//! CLI argument parsing for pkgen

use clap::{Parser, Subcommand};
use std::path::PathBuf;

#[derive(Parser, Debug)]
#[command(name = "pkgen")]
#[command(author, version, about = "Generate typed prompt accessors from the prompt registry", long_about = None)]
pub struct Cli {
    /// Path to config file
    #[arg(short, long, global = true)]
    pub config: Option<PathBuf>,

    /// Log level (trace, debug, info, warn, error)
    #[arg(short, long, global = true)]
    pub log_level: Option<String>,

    #[command(subcommand)]
    pub command: Command,
}

#[derive(Subcommand, Debug)]
pub enum Command {
    /// Generate prompt modules from the registry
    Generate {
        /// Directory for generated files (default: generate.output-dir from config)
        #[arg(short, long)]
        output_dir: Option<PathBuf>,

        /// Prompt id to generate; repeat for several (default: every prompt)
        #[arg(short, long = "prompt", value_name = "ID")]
        prompts: Vec<String>,

        /// Registry base URL (default: registry.base-url from config)
        #[arg(long)]
        base_url: Option<String>,
    },
}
****
▸ Your objective
The answer should be one number: how many lines in the data contain the word "Parser".

▸ Exercise response
2